Your response should be the complete data, transcribed exactly.

-------------------------

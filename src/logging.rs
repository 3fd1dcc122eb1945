//! Log setup for the `fairsplit` binary.
//!
//! Results are printed on stdout as JSON, so every log line goes to stderr.

use clap::ValueEnum;
use tracing_subscriber::{fmt, layer::SubscriberExt, util::SubscriberInitExt, EnvFilter};

#[derive(Debug, Clone, Copy, PartialEq, Eq, ValueEnum)]
pub enum LogFormat {
    Pretty,
    Json,
}

/// `RUST_LOG` wins over `default_filter` when it is set.
pub fn init_logging(default_filter: &str, format: LogFormat) {
    let env_filter =
        EnvFilter::try_from_default_env().unwrap_or_else(|_| EnvFilter::new(default_filter));
    let registry = tracing_subscriber::registry().with(env_filter);

    match format {
        LogFormat::Pretty => registry
            .with(fmt::layer().with_writer(std::io::stderr).with_target(false))
            .init(),
        LogFormat::Json => registry
            .with(fmt::layer().json().with_writer(std::io::stderr))
            .init(),
    }
}
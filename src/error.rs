use thiserror::Error;

#[derive(Debug, Error)]
pub enum SplitError {
    /// Fair share is `total / member_count`, undefined for an empty group.
    #[error("group has no members, fair share is undefined")]
    EmptyGroup,
}

#[derive(Debug, Error)]
pub enum DirectoryError {
    #[error("failed to encode merchant directory: {0}")]
    Encode(#[source] serde_json::Error),

    #[error("malformed merchant directory snapshot: {0}")]
    Malformed(#[source] serde_json::Error),
}
//! Maps raw source records onto the canonical [`Review`] shape.
//!
//! Nothing here returns an error: a missing or malformed field becomes
//! `None` (or is dropped from `categories`) and an unparseable date is
//! forwarded as-is, so one bad record never sinks a batch.

use std::collections::BTreeMap;

use chrono::{DateTime, NaiveDate, NaiveDateTime};
use serde_json::Value;

use crate::models::{Review, LOCAL_CHANNEL, REMOTE_CHANNEL};

const ISO_FORMAT: &str = "%Y-%m-%dT%H:%M:%S";
const DATETIME_FORMATS: &[&str] = &["%Y-%m-%d %H:%M:%S", "%Y-%m-%dT%H:%M:%S"];
const DATE_FORMATS: &[&str] = &["%b %d, %Y"];

const REMOTE_STATUS: &str = "published";

/// Normalizes one record of the local dataset, which wraps the review in a
/// `result` object.
pub fn normalize_local(raw: &Value) -> Review {
    let result = raw.get("result").filter(|value| value.is_object());
    let field = |key: &str| result.and_then(|value| value.get(key));

    Review {
        id: field("id").and_then(as_integer),
        listing: field("listingName").and_then(as_text),
        review_type: field("type").and_then(as_text),
        channel: LOCAL_CHANNEL.to_string(),
        date: field("submittedAt").and_then(normalize_date),
        review_text: field("publicReview").and_then(as_text),
        categories: field("reviewCategory")
            .map(collect_categories)
            .unwrap_or_default(),
        rating: field("rating").and_then(as_integer),
        status: field("status").and_then(as_text),
        guest_name: field("guestName").and_then(as_text),
    }
}

/// Normalizes the `index`-th review of a place-details response. Ids are
/// negative and 1-based so they cannot collide with local dataset ids; they
/// are only unique within a single response.
pub fn normalize_remote(raw: &Value, index: usize) -> Review {
    let field = |key: &str| raw.get(key);
    let date = field("relative_time_description")
        .and_then(as_text)
        .filter(|text| !text.trim().is_empty())
        .or_else(|| field("time").and_then(as_text));

    Review {
        id: Some(-(index as i64) - 1),
        listing: None,
        review_type: None,
        channel: REMOTE_CHANNEL.to_string(),
        date,
        review_text: field("text").and_then(as_text),
        categories: BTreeMap::new(),
        rating: field("rating").and_then(as_integer),
        status: Some(REMOTE_STATUS.to_string()),
        guest_name: field("author_name").and_then(as_text),
    }
}

/// Best-effort conversion to `YYYY-MM-DDTHH:MM:SS`. Datetime strings are
/// tried before the epoch-seconds fallback; anything else passes through.
pub fn normalize_date(value: &Value) -> Option<String> {
    match value {
        Value::Null => None,
        Value::String(text) if text.is_empty() => None,
        Value::String(text) => Some(normalize_date_text(text)),
        Value::Number(number) => {
            let formatted = number
                .as_i64()
                .or_else(|| number.as_f64().map(|secs| secs.trunc() as i64))
                .and_then(format_epoch);
            Some(formatted.unwrap_or_else(|| number.to_string()))
        }
        Value::Bool(_) | Value::Array(_) | Value::Object(_) => Some(value.to_string()),
    }
}

pub fn normalize_date_text(text: &str) -> String {
    for format in DATETIME_FORMATS {
        if let Ok(parsed) = NaiveDateTime::parse_from_str(text, format) {
            return parsed.format(ISO_FORMAT).to_string();
        }
    }
    for format in DATE_FORMATS {
        if let Some(parsed) = NaiveDate::parse_from_str(text, format)
            .ok()
            .and_then(|date| date.and_hms_opt(0, 0, 0))
        {
            return parsed.format(ISO_FORMAT).to_string();
        }
    }
    text.trim()
        .parse::<i64>()
        .ok()
        .and_then(format_epoch)
        .unwrap_or_else(|| text.to_string())
}

fn format_epoch(secs: i64) -> Option<String> {
    DateTime::from_timestamp(secs, 0).map(|dt| dt.naive_utc().format(ISO_FORMAT).to_string())
}

fn collect_categories(value: &Value) -> BTreeMap<String, i64> {
    let mut categories = BTreeMap::new();
    let Some(entries) = value.as_array() else {
        return categories;
    };
    for entry in entries {
        let category = entry.get("category").and_then(Value::as_str);
        let rating = entry.get("rating").and_then(as_integer);
        if let (Some(category), Some(rating)) = (category, rating) {
            categories.insert(category.to_string(), rating);
        }
    }
    categories
}

fn as_integer(value: &Value) -> Option<i64> {
    match value {
        Value::Number(number) => number.as_i64().or_else(|| {
            number
                .as_f64()
                .filter(|float| float.fract() == 0.0)
                .map(|float| float as i64)
        }),
        Value::String(text) => text.trim().parse().ok(),
        _ => None,
    }
}

fn as_text(value: &Value) -> Option<String> {
    match value {
        Value::String(text) => Some(text.clone()),
        Value::Number(number) => Some(number.to_string()),
        Value::Bool(flag) => Some(flag.to_string()),
        _ => None,
    }
}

-------------------------

## Solved exercise
filename src/logging.rs
repository 3fd1dcc122eb1945
//! Log setup for the `fairsplit` binary.
//!
//! Results are printed on stdout as JSON, so every log line goes to stderr.

use clap::ValueEnum;
use tracing_subscriber::{fmt, layer::SubscriberExt, util::SubscriberInitExt, EnvFilter};

#[derive(Debug, Clone, Copy, PartialEq, Eq, ValueEnum)]
pub enum LogFormat {
    Pretty,
    Json,
}

/// `RUST_LOG` wins over `default_filter` when it is set.
pub fn init_logging(default_filter: &str, format: LogFormat) {
    let env_filter =
        EnvFilter::try_from_default_env().unwrap_or_else(|_| EnvFilter::new(default_filter));
    let registry = tracing_subscriber::registry().with(env_filter);

    match format {
        LogFormat::Pretty => registry
            .with(fmt::layer().with_writer(std::io::stderr).with_target(false))
            .init(),
        LogFormat::Json => registry
            .with(fmt::layer().json().with_writer(std::io::stderr))
            .init(),
    }
}
filename src/error.rs
use thiserror::Error;

#[derive(Debug, Error)]
pub enum SplitError {
    /// Fair share is `total / member_count`, undefined for an empty group.
    #[error("group has no members, fair share is undefined")]
    EmptyGroup,
}

#[derive(Debug, Error)]
pub enum DirectoryError {
    #[error("failed to encode merchant directory: {0}")]
    Encode(#[source] serde_json::Error),

    #[error("malformed merchant directory snapshot: {0}")]
    Malformed(#[source] serde_json::Error),
}
//! Maps raw source records onto the canonical [`Review`] shape.
//!
//! Nothing here returns an error: a missing or malformed field becomes
//! `None` (or is dropped from `categories`) and an unparseable date is
//! forwarded as-is, so one bad record never sinks a batch.

use std::collections::BTreeMap;

use chrono::{DateTime, NaiveDate, NaiveDateTime};
use serde_json::Value;

use crate::models::{Review, LOCAL_CHANNEL, REMOTE_CHANNEL};

const ISO_FORMAT: &str = "%Y-%m-%dT%H:%M:%S";
const DATETIME_FORMATS: &[&str] = &["%Y-%m-%d %H:%M:%S", "%Y-%m-%dT%H:%M:%S"];
const DATE_FORMATS: &[&str] = &["%b %d, %Y"];

const REMOTE_STATUS: &str = "published";

/// Normalizes one record of the local dataset, which wraps the review in a
/// `result` object.
pub fn normalize_local(raw: &Value) -> Review {
    let result = raw.get("result").filter(|value| value.is_object());
    let field = |key: &str| result.and_then(|value| value.get(key));

    Review {
        id: field("id").and_then(as_integer),
        listing: field("listingName").and_then(as_text),
        review_type: field("type").and_then(as_text),
        channel: LOCAL_CHANNEL.to_string(),
        date: field("submittedAt").and_then(normalize_date),
        review_text: field("publicReview").and_then(as_text),
        categories: field("reviewCategory")
            .map(collect_categories)
            .unwrap_or_default(),
        rating: field("rating").and_then(as_integer),
        status: field("status").and_then(as_text),
        guest_name: field("guestName").and_then(as_text),
    }
}

/// Normalizes the `index`-th review of a place-details response. Ids are
/// negative and 1-based so they cannot collide with local dataset ids; they
/// are only unique within a single response.
pub fn normalize_remote(raw: &Value, index: usize) -> Review {
    let field = |key: &str| raw.get(key);
    let date = field("relative_time_description")
        .and_then(as_text)
        .filter(|text| !text.trim().is_empty())
        .or_else(|| field("time").and_then(as_text));

    Review {
        id: Some(-(index as i64) - 1),
        listing: None,
        review_type: None,
        channel: REMOTE_CHANNEL.to_string(),
        date,
        review_text: field("text").and_then(as_text),
        categories: BTreeMap::new(),
        rating: field("rating").and_then(as_integer),
        status: Some(REMOTE_STATUS.to_string()),
        guest_name: field("author_name").and_then(as_text),
    }
}

/// Best-effort conversion to `YYYY-MM-DDTHH:MM:SS`. Datetime strings are
/// tried before the epoch-seconds fallback; anything else passes through.
pub fn normalize_date(value: &Value) -> Option<String> {
    match value {
        Value::Null => None,
        Value::String(text) if text.is_empty() => None,
        Value::String(text) => Some(normalize_date_text(text)),
        Value::Number(number) => {
            let formatted = number
                .as_i64()
                .or_else(|| number.as_f64().map(|secs| secs.trunc() as i64))
                .and_then(format_epoch);
            Some(formatted.unwrap_or_else(|| number.to_string()))
        }
        Value::Bool(_) | Value::Array(_) | Value::Object(_) => Some(value.to_string()),
    }
}

pub fn normalize_date_text(text: &str) -> String {
    for format in DATETIME_FORMATS {
        if let Ok(parsed) = NaiveDateTime::parse_from_str(text, format) {
            return parsed.format(ISO_FORMAT).to_string();
        }
    }
    for format in DATE_FORMATS {
        if let Some(parsed) = NaiveDate::parse_from_str(text, format)
            .ok()
            .and_then(|date| date.and_hms_opt(0, 0, 0))
        {
            return parsed.format(ISO_FORMAT).to_string();
        }
    }
    text.trim()
        .parse::<i64>()
        .ok()
        .and_then(format_epoch)
        .unwrap_or_else(|| text.to_string())
}

fn format_epoch(secs: i64) -> Option<String> {
    DateTime::from_timestamp(secs, 0).map(|dt| dt.naive_utc().format(ISO_FORMAT).to_string())
}

fn collect_categories(value: &Value) -> BTreeMap<String, i64> {
    let mut categories = BTreeMap::new();
    let Some(entries) = value.as_array() else {
        return categories;
    };
    for entry in entries {
        let category = entry.get("category").and_then(Value::as_str);
        let rating = entry.get("rating").and_then(as_integer);
        if let (Some(category), Some(rating)) = (category, rating) {
            categories.insert(category.to_string(), rating);
        }
    }
    categories
}

fn as_integer(value: &Value) -> Option<i64> {
    match value {
        Value::Number(number) => number.as_i64().or_else(|| {
            number
                .as_f64()
                .filter(|float| float.fract() == 0.0)
                .map(|float| float as i64)
        }),
        Value::String(text) => text.trim().parse().ok(),
        _ => None,
    }
}

fn as_text(value: &Value) -> Option<String> {
    match value {
        Value::String(text) => Some(text.clone()),
        Value::Number(number) => Some(number.to_string()),
        Value::Bool(flag) => Some(flag.to_string()),
        _ => None,
    }
}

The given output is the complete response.